由于目标块之间不能互相重叠,所以它们的索引的每个差异都不能小于给定的长度。所以你需要在你得到的列表上应用一个简单的动态规划算法。
if the block length is
l, list length isn(say the listS[n]), and you want to findmblocks, then the如果块长度为l,则列表长度为n(假设列表S[n]),并且要找到m个块,则
F(n,m,l) = min { F(n-i-l,m-1,l) + S[n-i] } (for i = 0 ~ n-(m-1)*l)F(n,m,l)=分钟{ F(n-i-l,m - 1,l)+ S[n]}(i = 0 ~ n - l(m - 1)*)
The complexity of this step is O(nm) where m is how many blocks you want.
这个步骤的复杂性是O(nm),其中m是你想要的块数。
Finally the complexity is O(nm).
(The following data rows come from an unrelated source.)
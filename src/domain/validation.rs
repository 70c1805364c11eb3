//! Validation report for a timeline
//!
//! Errors make the dependency graph unusable for analysis; warnings are
//! informational and never change the verdict.

use serde::Serialize;
use std::fmt;

use super::id::ItemId;

/// A problem that makes the timeline invalid
#[derive(Debug, Clone, PartialEq, Serialize)]
#[serde(tag = "type", rename_all = "snake_case")]
pub enum ValidationIssue {
    /// A dependency names an item that does not exist in the timeline
    UnresolvedDependency { item: ItemId, missing: ItemId },
    /// Blocking dependencies form a cycle
    Cycle { items: Vec<ItemId> },
}

impl fmt::Display for ValidationIssue {
    fn fmt(&self, f: &mut fmt::Formatter<'_>) -> fmt::Result {
        match self {
            ValidationIssue::UnresolvedDependency { item, missing } => {
                write!(f, "{} depends on unknown item {}", item, missing)
            }
            ValidationIssue::Cycle { items } => {
                let chain: Vec<_> = items.iter().map(|i| i.as_str()).collect();
                write!(f, "cycle: {} -> {}", chain.join(" -> "), chain[0])
            }
        }
    }
}

/// Something worth a look that does not invalidate the timeline
#[derive(Debug, Clone, PartialEq, Serialize)]
#[serde(tag = "type", rename_all = "snake_case")]
pub enum ValidationWarning {
    StageWithoutTasks { item: ItemId },
    MilestoneWithoutTarget { item: ItemId },
    /// No dependencies in either direction
    OrphanedItem { item: ItemId },
    /// Nothing is planned to finish before the milestone's target date
    NoWorkBeforeMilestone { item: ItemId },
}

impl fmt::Display for ValidationWarning {
    fn fmt(&self, f: &mut fmt::Formatter<'_>) -> fmt::Result {
        match self {
            ValidationWarning::StageWithoutTasks { item } => {
                write!(f, "stage {} has no tasks", item)
            }
            ValidationWarning::MilestoneWithoutTarget { item } => {
                write!(f, "milestone {} has no target date", item)
            }
            ValidationWarning::OrphanedItem { item } => {
                write!(f, "{} is not part of any dependency chain", item)
            }
            ValidationWarning::NoWorkBeforeMilestone { item } => {
                write!(f, "no stage is planned to finish before milestone {}", item)
            }
        }
    }
}

/// Outcome of validating a timeline in one pass
#[derive(Debug, Clone, Default, PartialEq, Serialize)]
pub struct ValidationReport {
    pub valid: bool,
    pub errors: Vec<ValidationIssue>,
    pub warnings: Vec<ValidationWarning>,
}

impl ValidationReport {
    pub fn new(errors: Vec<ValidationIssue>, warnings: Vec<ValidationWarning>) -> Self {
        Self {
            valid: errors.is_empty(),
            errors,
            warnings,
        }
    }
}

#[cfg(test)]
mod tests {
    use super::*;

    fn id(s: &str) -> ItemId {
        s.parse().unwrap()
    }

    #[test]
    fn verdict_follows_errors_only() {
        let report = ValidationReport::new(
            vec![],
            vec![ValidationWarning::StageWithoutTasks { item: id("a") }],
        );
        assert!(report.valid);

        let report = ValidationReport::new(
            vec![ValidationIssue::Cycle {
                items: vec![id("a"), id("b")],
            }],
            vec![],
        );
        assert!(!report.valid);
    }

    #[test]
    fn display_messages() {
        let cycle = ValidationIssue::Cycle {
            items: vec![id("a"), id("b")],
        };
        assert_eq!(cycle.to_string(), "cycle: a -> b -> a");

        let missing = ValidationIssue::UnresolvedDependency {
            item: id("a"),
            missing: id("ghost"),
        };
        assert_eq!(missing.to_string(), "a depends on unknown item ghost");
    }

    #[test]
    fn serializes_with_type_tag() {
        let json = serde_json::to_value(ValidationWarning::OrphanedItem { item: id("x") }).unwrap();
        assert_eq!(json["type"], "orphaned_item");
        assert_eq!(json["item"], "x");
    }
}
Let me know if you need more details.
最后,复杂性是O(nm)。如果你需要更多的细节,请告诉我。
#1
6
-
Calculate the sum of each block with the given length, and record them with the initial index. This can be done by a complexity of
O(n). So you get a list like:用给定的长度计算每个块的和,并用初始索引记录它们。这可以通过O(n)的复杂性来实现。所以你会得到这样一个列表:
index sum 0 18 1 14 2 13 ... ... -
Due to the objective blocks could not overlap with each other, so each difference of their indexes can not be less than the given length. So you need to apply a simple dynamic planning algorithm on the list you got.
由于目标块之间不能互相重叠,所以它们的索引的每个差异都不能小于给定的长度。所以你需要在你得到的列表上应用一个简单的动态规划算法。
if the block length is
l, list length isn(say the listS[n]), and you want to findmblocks, then the如果块长度为l,则列表长度为n(假设列表S[n]),并且要找到m个块,则
F(n,m,l) = min { F(n-i-l,m-1,l) + S[n-i] } (for i = 0 ~ n-(m-1)*l)F(n,m,l)=分钟{ F(n-i-l,m - 1,l)+ S[n]}(i = 0 ~ n - l(m - 1)*)
The complexity of this step is O(nm) where m is how many blocks you want.
这个步骤的复杂性是O(nm),其中m是你想要的块数。
Finally the complexity is O(nm). Let me know if you need more details.
最后,复杂性是O(nm)。如果你需要更多的细节,请告诉我。